> [ACTION ITEM]
What you return should be the lines of the data containing "SectionCode", each in full.

Extracted data entries:
*** Begin section ***

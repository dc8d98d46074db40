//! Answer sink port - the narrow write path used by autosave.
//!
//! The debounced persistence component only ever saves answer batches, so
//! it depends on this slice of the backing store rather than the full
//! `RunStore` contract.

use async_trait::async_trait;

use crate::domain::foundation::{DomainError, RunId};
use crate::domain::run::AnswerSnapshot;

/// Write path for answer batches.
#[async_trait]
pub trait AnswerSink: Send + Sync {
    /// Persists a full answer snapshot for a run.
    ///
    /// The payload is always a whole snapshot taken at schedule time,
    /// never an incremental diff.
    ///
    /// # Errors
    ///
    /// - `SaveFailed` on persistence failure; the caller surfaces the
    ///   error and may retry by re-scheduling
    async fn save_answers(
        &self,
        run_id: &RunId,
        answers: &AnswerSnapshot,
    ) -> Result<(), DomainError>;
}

*** End section ***
*** Begin section ***

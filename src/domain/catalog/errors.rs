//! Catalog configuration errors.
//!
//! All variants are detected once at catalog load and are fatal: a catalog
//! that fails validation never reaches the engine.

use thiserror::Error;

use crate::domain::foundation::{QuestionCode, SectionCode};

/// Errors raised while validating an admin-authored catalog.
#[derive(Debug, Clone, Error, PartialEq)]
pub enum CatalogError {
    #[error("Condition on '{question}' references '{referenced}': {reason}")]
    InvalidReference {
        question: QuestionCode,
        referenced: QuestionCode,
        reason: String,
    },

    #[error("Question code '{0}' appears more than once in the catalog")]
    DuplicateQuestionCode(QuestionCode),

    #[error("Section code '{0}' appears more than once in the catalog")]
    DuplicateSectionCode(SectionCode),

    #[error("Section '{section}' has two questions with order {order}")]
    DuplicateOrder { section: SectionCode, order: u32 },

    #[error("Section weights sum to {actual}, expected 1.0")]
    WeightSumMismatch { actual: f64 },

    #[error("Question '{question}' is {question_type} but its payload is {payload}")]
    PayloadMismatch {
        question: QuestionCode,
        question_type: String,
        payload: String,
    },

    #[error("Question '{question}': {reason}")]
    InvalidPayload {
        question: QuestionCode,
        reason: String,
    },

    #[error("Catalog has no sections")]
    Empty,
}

*** End section ***

> [RESPONSE TO THIS TASK]
use crate::domain::foundation::{QuestionCode, SectionCode};
    DuplicateSectionCode(SectionCode),
    DuplicateOrder { section: SectionCode, order: u32 },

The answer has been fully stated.